On the disputed issue as to the preparation of the letter of January seventeenth (Exhibit B) and of January twenty-seventh (Exhibit C), it must be held that the plaintiff did *743join in dictating them. This leaves an important stock transaction carefully discussed, considered and formulated without putting down any of the promises and representations which plaintiff says were the moving inducements, and, if made, were of vital importance to him.. Afterwards plaintiff sought to recapitulate such representations claimed to have been made in former conversations by the letter Exhibit D. Mr. Mickey’s letter in reply (Exhibit E) was an instant denial and repudiation of all such alleged conditions or promises, with a request that plaintiff answer whether his interest could only be taken on the written terms of defendant’s earlier letter and plaintiff’s acceptance. Plaintiff then consummated the exchange, reaffirming his prior acceptance, saying: “ My answer was and is unequivoeably yes; my acceptance stands, and so do your promises and representations on which it was based.” In this exchange of letters the representations thus attributed to Mr. Mickey are rejected at the first statement of their terms. Oral testimony to show outside inducements leading up to an agreement in writing are subject to the infirmity that in proportion to their relative importance it is unlikely that matters of real moment would be suffered to remain in parol. Especially does. this consideration weigh where the beneficiary of such promises is an experienced attorney at law.

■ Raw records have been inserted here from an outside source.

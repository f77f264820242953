//! Unit tests for mock user repository

use crate::domain::entities::user::{
    AgentProfile, NewUser, Profile, UserChanges, UserRole,
};
use crate::errors::DomainError;
use crate::repositories::user::{MockUserRepository, UserRepository};

fn new_user(email: &str, role: UserRole) -> NewUser {
    NewUser::new(email.to_string(), "hash".to_string(), role)
}

#[tokio::test]
async fn test_mock_repository_create_and_find() {
    let repo = MockUserRepository::new();

    let created = repo.create(new_user("a@x.com", UserRole::Agent)).await.unwrap();
    assert_eq!(created.id, 1);
    assert!(!created.is_deleted());

    let found = repo.find_by_id(created.id).await.unwrap();
    assert_eq!(found.unwrap().email, "a@x.com");

    let second = repo.create(new_user("b@x.com", UserRole::Owner)).await.unwrap();
    assert_eq!(second.id, 2);
}

#[tokio::test]
async fn test_mock_repository_duplicate_email() {
    let repo = MockUserRepository::new();

    repo.create(new_user("a@x.com", UserRole::Agent)).await.unwrap();
    let result = repo.create(new_user("a@x.com", UserRole::Owner)).await;

    assert!(matches!(result.unwrap_err(), DomainError::Conflict { .. }));
    assert!(repo.exists_by_email("a@x.com").await.unwrap());
    assert!(!repo.exists_by_email("b@x.com").await.unwrap());
}

#[tokio::test]
async fn test_mock_repository_soft_delete_hides_user() {
    let repo = MockUserRepository::new();
    let user = repo.create(new_user("a@x.com", UserRole::Agent)).await.unwrap();

    assert!(repo.soft_delete(user.id).await.unwrap());
    assert!(!repo.soft_delete(user.id).await.unwrap());

    assert!(repo.find_by_id(user.id).await.unwrap().is_none());
    // the email stays reserved
    assert!(repo.exists_by_email("a@x.com").await.unwrap());
}

#[tokio::test]
async fn test_mock_repository_update() {
    let repo = MockUserRepository::new();
    let user = repo.create(new_user("a@x.com", UserRole::Agent)).await.unwrap();
    repo.create(new_user("b@x.com", UserRole::Agent)).await.unwrap();

    let updated = repo
        .update(
            user.id,
            UserChanges {
                name: Some("Park".to_string()),
                ..Default::default()
            },
        )
        .await
        .unwrap()
        .unwrap();
    assert_eq!(updated.name.as_deref(), Some("Park"));
    assert_eq!(updated.email, "a@x.com");

    let taken = repo
        .update(
            user.id,
            UserChanges {
                email: Some("b@x.com".to_string()),
                ..Default::default()
            },
        )
        .await;
    assert!(matches!(taken.unwrap_err(), DomainError::Conflict { .. }));

    let missing = repo.update(99, UserChanges::default()).await.unwrap();
    assert!(missing.is_none());
}

#[tokio::test]
async fn test_mock_repository_profile_roundtrip() {
    let repo = MockUserRepository::new();
    let user = repo.create(new_user("a@x.com", UserRole::Agent)).await.unwrap();
    assert!(repo.find_profile(user.id).await.unwrap().is_none());

    let profile = Profile::Agent(AgentProfile {
        agency_name: Some("Gangnam Realty".to_string()),
        ..Default::default()
    });
    repo.save_profile(user.id, profile.clone()).await.unwrap();

    assert_eq!(repo.find_profile(user.id).await.unwrap(), Some(profile.clone()));
    let found = repo.find_by_id(user.id).await.unwrap().unwrap();
    assert_eq!(found.profile, Some(profile));
}

#[tokio::test]
async fn test_mock_repository_profile_requires_active_user() {
    let repo = MockUserRepository::new();
    let result = repo
        .save_profile(42, Profile::Agent(AgentProfile::default()))
        .await;
    assert!(matches!(result.unwrap_err(), DomainError::NotFound { .. }));
}
mod mock_tests;
use chrono::{DateTime, NaiveDate, Utc};
use kloom_core::domain::entities::{
    Property, PropertyAttributes, PropertyChanges, PropertyDetail, PropertyFilter, PropertyId,
    PropertyStatus, UserId,
};
use kloom_core::services::AddImage;
use kloom_shared::types::PageRequest;
use serde::{Deserialize, Serialize};
use validator::Validate;

use super::default_limit;

#[derive(Debug, Clone, Serialize, Deserialize, Validate)]
pub struct CreatePropertyRequest {
    #[validate(length(min = 1, max = 255))]
    pub title: String,
    #[validate(length(min = 1, max = 500))]
    pub address: String,
    #[validate(length(max = 10))]
    pub region_code: Option<String>,
    #[validate(range(min = 0.0))]
    pub area_m2: Option<f64>,
    #[validate(range(min = 0.0))]
    pub area_pyeong: Option<f64>,
    #[validate(range(min = 0))]
    pub deposit: Option<i64>,
    #[validate(range(min = 0))]
    pub monthly_rent: Option<i64>,
    #[validate(range(min = 0))]
    pub sale_price: Option<i64>,
    #[validate(range(min = 0))]
    pub management_fee: Option<i64>,
    pub floor: Option<i32>,
    #[validate(length(max = 50))]
    pub building_type: Option<String>,
    pub year_built: Option<i32>,
    #[serde(default)]
    pub renovated: bool,
    pub available_from: Option<NaiveDate>,
}

impl From<CreatePropertyRequest> for PropertyAttributes {
    fn from(request: CreatePropertyRequest) -> Self {
        PropertyAttributes {
            title: request.title,
            address: request.address,
            region_code: request.region_code,
            area_m2: request.area_m2,
            area_pyeong: request.area_pyeong,
            deposit: request.deposit,
            monthly_rent: request.monthly_rent,
            sale_price: request.sale_price,
            management_fee: request.management_fee,
            floor: request.floor,
            building_type: request.building_type,
            year_built: request.year_built,
            renovated: request.renovated,
            available_from: request.available_from,
        }
    }
}

#[derive(Debug, Clone, Default, Serialize, Deserialize, Validate)]
pub struct UpdatePropertyRequest {
    #[validate(length(min = 1, max = 255))]
    pub title: Option<String>,
    #[validate(length(min = 1, max = 500))]
    pub address: Option<String>,
    #[validate(length(max = 10))]
    pub region_code: Option<String>,
    #[validate(range(min = 0.0))]
    pub area_m2: Option<f64>,
    #[validate(range(min = 0.0))]
    pub area_pyeong: Option<f64>,
    #[validate(range(min = 0))]
    pub deposit: Option<i64>,
    #[validate(range(min = 0))]
    pub monthly_rent: Option<i64>,
    #[validate(range(min = 0))]
    pub sale_price: Option<i64>,
    #[validate(range(min = 0))]
    pub management_fee: Option<i64>,
    pub floor: Option<i32>,
    #[validate(length(max = 50))]
    pub building_type: Option<String>,
    pub year_built: Option<i32>,
    pub renovated: Option<bool>,
    pub available_from: Option<NaiveDate>,
    pub status: Option<PropertyStatus>,
}

impl From<UpdatePropertyRequest> for PropertyChanges {
    fn from(request: UpdatePropertyRequest) -> Self {
        PropertyChanges {
            title: request.title,
            address: request.address,
            region_code: request.region_code,
            area_m2: request.area_m2,
            area_pyeong: request.area_pyeong,
            deposit: request.deposit,
            monthly_rent: request.monthly_rent,
            sale_price: request.sale_price,
            management_fee: request.management_fee,
            floor: request.floor,
            building_type: request.building_type,
            year_built: request.year_built,
            renovated: request.renovated,
            available_from: request.available_from,
            status: request.status,
        }
    }
}

/// `GET /properties` query string
#[derive(Debug, Clone, Deserialize, Validate)]
pub struct PropertyListQuery {
    #[serde(default)]
    pub skip: u64,
    #[serde(default = "default_limit")]
    #[validate(range(min = 1, max = 100))]
    pub limit: u64,
    pub agent_id: Option<UserId>,
    pub status: Option<PropertyStatus>,
}

impl PropertyListQuery {
    pub fn page(&self) -> PageRequest {
        PageRequest::new(self.skip, self.limit)
    }

    pub fn filter(&self) -> PropertyFilter {
        PropertyFilter {
            agent_id: self.agent_id,
            status: self.status,
        }
    }
}

#[derive(Debug, Clone, Serialize, Deserialize, Validate)]
pub struct AddImageRequest {
    #[validate(url, length(max = 500))]
    pub url: String,
    #[serde(default)]
    pub is_primary: bool,
    #[validate(length(max = 255))]
    pub caption: Option<String>,
}

impl From<AddImageRequest> for AddImage {
    fn from(request: AddImageRequest) -> Self {
        AddImage {
            url: request.url,
            is_primary: request.is_primary,
            caption: request.caption,
        }
    }
}

#[derive(Debug, Clone, Serialize, Deserialize)]
pub struct PropertyResponse {
    pub id: PropertyId,
    #[serde(flatten)]
    pub attributes: PropertyAttributes,
    pub status: PropertyStatus,
    pub is_deleted: bool,
    pub agent_id: UserId,
    pub created_at: DateTime<Utc>,
}

impl From<Property> for PropertyResponse {
    fn from(property: Property) -> Self {
        PropertyResponse {
            id: property.id,
            is_deleted: property.is_deleted(),
            attributes: property.attributes,
            status: property.status,
            agent_id: property.agent_id,
            created_at: property.created_at,
        }
    }
}

/// Listing plus the agent's contact fields
#[derive(Debug, Clone, Serialize, Deserialize)]
pub struct PropertyDetailResponse {
    #[serde(flatten)]
    pub property: PropertyResponse,
    pub agent_name: Option<String>,
    pub agent_phone: Option<String>,
}

impl From<PropertyDetail> for PropertyDetailResponse {
    fn from(detail: PropertyDetail) -> Self {
        PropertyDetailResponse {
            property: detail.property.into(),
            agent_name: detail.agent_name,
            agent_phone: detail.agent_phone,
        }
    }
}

In addition to the natural tendency to exaggerate and heighten verbal statements coming from a biased memory, we must regard the quick written denials made at the time. A verdict, as this was, necessarily based on such doubtful testimony, must be held to be against the decided weight of the evidence.

The judgment and order should, therefore, be reversed and a new trial granted, costs to abide the event.

Jenks, P. J., Thomas, Stapleton, Putnam and Blackmar, JJ., concurred.

Judgment and order reversed and new trial granted, costs to abide the event.